These unknowns led the researchers to examine a basic physical driver of circulation that has changed over Earth's history: planetary rotation. Rotation controls the Coriolis effect, which shapes how water and air move across the planet.
"Rotation helps determine the direction and strength of circulation in the ocean and atmosphere because it sets the Coriolis force," Capirala said. "Earth's rotation has gradually slowed down over billions of years and once could have spun almost 4x as fast as it does today."
Because ocean circulation plays such a central role in transporting nutrients and oxygen, the team asked whether changes in rotation alone could have altered the ocean's ability to support life. Given how difficult it is to reconstruct ancient circulation patterns directly, Capirala said focusing on rotation offered a new way forward. "Understanding rotation's influence could give us clues about how the distribution of oxygen and nutrients has varied over time, affecting life and evolution on Earth and beyond," she said.
To test this idea, Capirala ran simulations using an Earth system model capable of resolving three-dimensional ocean circulation. She refined the study's concept and methodology, conducted the simulations and analysis, and wrote the manuscript. Olson conceived the original study and methods and provided supervision, resources and manuscript editing.
"We ran simulations with an Earth system model that does 3D ocean circulation and tracks the distributions of nutrients and oxygen," Capirala said. "We found that slowing down Earth's rotational speed from double what it is today, down to half, improved the global ocean circulation."
The overturning circulation, often referred to as the ocean's conveyor belt, allows surface waters to sink, carry oxygen downward and later return to the surface enriched with nutrients through upwelling. These deep waters are nutrient-rich, and when they are brought back to the surface, they sustain high productivity and biodiversity.
A stronger circulation had cascading effects throughout the ocean. "As a result, the amount of oxygen increased in the deep ocean, where larger marine animals would live, and so did the supply of nutrients to the surface," she said.
"This means that Earth's oceans could have potentially provided better conditions for ocean oxygenation and animal evolution in the last ~500 million years as rotation slowed down," Capirala said.
When the team explored scenarios with much lower atmospheric oxygen, similar to conditions that dominated much of Earth's history, they uncovered an unexpected result. “When the atmosphere had much less oxygen, about 1 to 10% of present-day levels, we saw that slowing rotation was causing oxygen production to increase. But this oxygen wasn’t staying in the ocean,” Capirala said. "Instead, we found that atmospheric circulation changes led the oxygen to leave the ocean and enter the atmosphere. This was pretty surprising.”
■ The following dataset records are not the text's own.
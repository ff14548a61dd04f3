//! `OpenAI` chat completions client.

use std::sync::Arc;

use async_trait::async_trait;
use contentforge_core::AiProvider;
use reqwest::header::{AUTHORIZATION, CONTENT_TYPE, HeaderMap, HeaderValue};
use secrecy::ExposeSecret;
use serde::{Deserialize, Serialize};
use tracing::instrument;

use crate::config::ProviderConfig;

use super::error::error_from_response;
use super::sse::{SseData, TextStream, text_stream};
use super::{AiError, Completion, CompletionRequest, LanguageModel};

const OPENAI_API_URL: &str = "https://api.openai.com";

/// `OpenAI` chat completions client.
#[derive(Clone)]
pub struct OpenAiClient {
    inner: Arc<OpenAiClientInner>,
}

struct OpenAiClientInner {
    client: reqwest::Client,
    base_url: String,
    model: String,
}

#[derive(Debug, Serialize)]
struct ChatRequest<'a> {
    model: &'a str,
    messages: Vec<ChatMessage<'a>>,
    #[serde(skip_serializing_if = "Option::is_none")]
    temperature: Option<f32>,
    #[serde(skip_serializing_if = "Option::is_none")]
    max_tokens: Option<u32>,
    #[serde(skip_serializing_if = "Option::is_none")]
    response_format: Option<ResponseFormat>,
    #[serde(skip_serializing_if = "std::ops::Not::not")]
    stream: bool,
}

#[derive(Debug, Serialize)]
struct ChatMessage<'a> {
    role: &'static str,
    content: &'a str,
}

#[derive(Debug, Serialize)]
struct ResponseFormat {
    #[serde(rename = "type")]
    format_type: &'static str,
}

#[derive(Debug, Deserialize)]
struct ChatResponse {
    choices: Vec<Choice>,
}

#[derive(Debug, Deserialize)]
struct Choice {
    message: ChoiceMessage,
}

#[derive(Debug, Deserialize)]
struct ChoiceMessage {
    content: Option<String>,
}

#[derive(Debug, Deserialize)]
struct ChatChunk {
    #[serde(default)]
    choices: Vec<ChunkChoice>,
}

#[derive(Debug, Deserialize)]
struct ChunkChoice {
    #[serde(default)]
    delta: ChunkDelta,
}

#[derive(Debug, Default, Deserialize)]
struct ChunkDelta {
    content: Option<String>,
}

impl OpenAiClient {
    /// Create a client for `api.openai.com`.
    ///
    /// # Errors
    ///
    /// Returns `AiError::Unauthorized` if the key is not a valid header value.
    pub fn new(config: &ProviderConfig) -> Result<Self, AiError> {
        Self::with_base_url(config, OPENAI_API_URL)
    }

    /// Create a client against another base URL (proxies, tests).
    ///
    /// # Errors
    ///
    /// Returns `AiError::Unauthorized` if the key is not a valid header value.
    pub fn with_base_url(config: &ProviderConfig, base_url: &str) -> Result<Self, AiError> {
        let mut headers = HeaderMap::new();
        headers.insert(CONTENT_TYPE, HeaderValue::from_static("application/json"));
        let mut auth = HeaderValue::from_str(&format!("Bearer {}", config.api_key.expose_secret()))
            .map_err(|_| AiError::Unauthorized("API key is not a valid header value".to_string()))?;
        auth.set_sensitive(true);
        headers.insert(AUTHORIZATION, auth);

        let client = reqwest::Client::builder()
            .default_headers(headers)
            .build()?;

        Ok(Self {
            inner: Arc::new(OpenAiClientInner {
                client,
                base_url: base_url.trim_end_matches('/').to_string(),
                model: config.model.clone(),
            }),
        })
    }

    fn endpoint(&self) -> String {
        format!("{}/v1/chat/completions", self.inner.base_url)
    }

    fn build_request<'a>(&'a self, request: &'a CompletionRequest, stream: bool) -> ChatRequest<'a> {
        let mut messages = Vec::with_capacity(2);
        if let Some(system) = &request.system {
            messages.push(ChatMessage {
                role: "system",
                content: system,
            });
        }
        messages.push(ChatMessage {
            role: "user",
            content: &request.prompt,
        });

        ChatRequest {
            model: &self.inner.model,
            messages,
            temperature: request.temperature,
            max_tokens: request.max_tokens,
            response_format: request.json.then_some(ResponseFormat {
                format_type: "json_object",
            }),
            stream,
        }
    }
}

/// Interpret one streamed chunk.
fn decode_chunk(data: &str) -> Result<SseData, AiError> {
    if data.trim() == "[DONE]" {
        return Ok(SseData::Done);
    }
    let chunk: ChatChunk = serde_json::from_str(data)
        .map_err(|e| AiError::Parse(format!("Failed to parse stream chunk: {e}")))?;
    Ok(chunk
        .choices
        .into_iter()
        .next()
        .and_then(|c| c.delta.content)
        .filter(|text| !text.is_empty())
        .map_or(SseData::Skip, SseData::Text))
}

#[async_trait]
impl LanguageModel for OpenAiClient {
    fn provider(&self) -> AiProvider {
        AiProvider::Openai
    }

    fn model(&self) -> &str {
        &self.inner.model
    }

    #[instrument(skip(self, request), fields(model = %self.inner.model))]
    async fn complete(&self, request: &CompletionRequest) -> Result<Completion, AiError> {
        let response = self
            .inner
            .client
            .post(self.endpoint())
            .json(&self.build_request(request, false))
            .send()
            .await?;

        if !response.status().is_success() {
            return Err(error_from_response(response).await);
        }

        let body = response.text().await?;
        let parsed: ChatResponse = serde_json::from_str(&body)
            .map_err(|e| AiError::Parse(format!("Failed to parse response: {e}")))?;
        let text = parsed
            .choices
            .into_iter()
            .next()
            .and_then(|c| c.message.content)
            .filter(|t| !t.trim().is_empty())
            .ok_or(AiError::EmptyResponse)?;

        Ok(Completion {
            text,
            provider: AiProvider::Openai,
            model: self.inner.model.clone(),
        })
    }

    #[instrument(skip(self, request), fields(model = %self.inner.model))]
    async fn stream(&self, request: &CompletionRequest) -> Result<TextStream, AiError> {
        let response = self
            .inner
            .client
            .post(self.endpoint())
            .json(&self.build_request(request, true))
            .send()
            .await?;

        if !response.status().is_success() {
            return Err(error_from_response(response).await);
        }

        Ok(text_stream(response, decode_chunk))
    }
}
The finding suggests that slower rotation may have helped Earth's atmosphere gradually accumulate oxygen over time, a major step in making the planet habitable for complex life. "Rotation is a long-term background influence on circulation, nutrients, and oxygen," Capirala said, "but potentially one that could have had a big impact on the history of life in the oceans."
The implications extend far beyond Earth. "The Earth-like exoplanets that we plan to target to look for life elsewhere could have a variety of unknown rotation rates," Capirala said. "If a similar phenomenon is occurring on these exoplanets, it could mean that planets rotating slower than Earth are more likely to build up photosynthetic oxygen that we can detect in their atmospheres."
NASA's future Habitable Worlds Observatory is being planned to study the atmospheres of planets with high potential for biosignature gases such as oxygen. Capirala said studies like this one help guide where and how scientists should look.
"Our results have implications for more accurately modeling oceans in deep time and contextualizing evidence of past marine environments from the rock and fossil record," she said. "As for exoplanets, this could help NASA's planned HWO mission pick which planets to target for atmospheric characterization to see if they could host life."
All simulations and analyses were performed using Purdue's high-performance computing resources at the Rosen Center for Advanced Computing. The work was supported by NASA grants from the Habitable Worlds program and the Interdisciplinary Consortia for Astrobiology Research program to Olson, as well as a NASA FINESST award to Capirala.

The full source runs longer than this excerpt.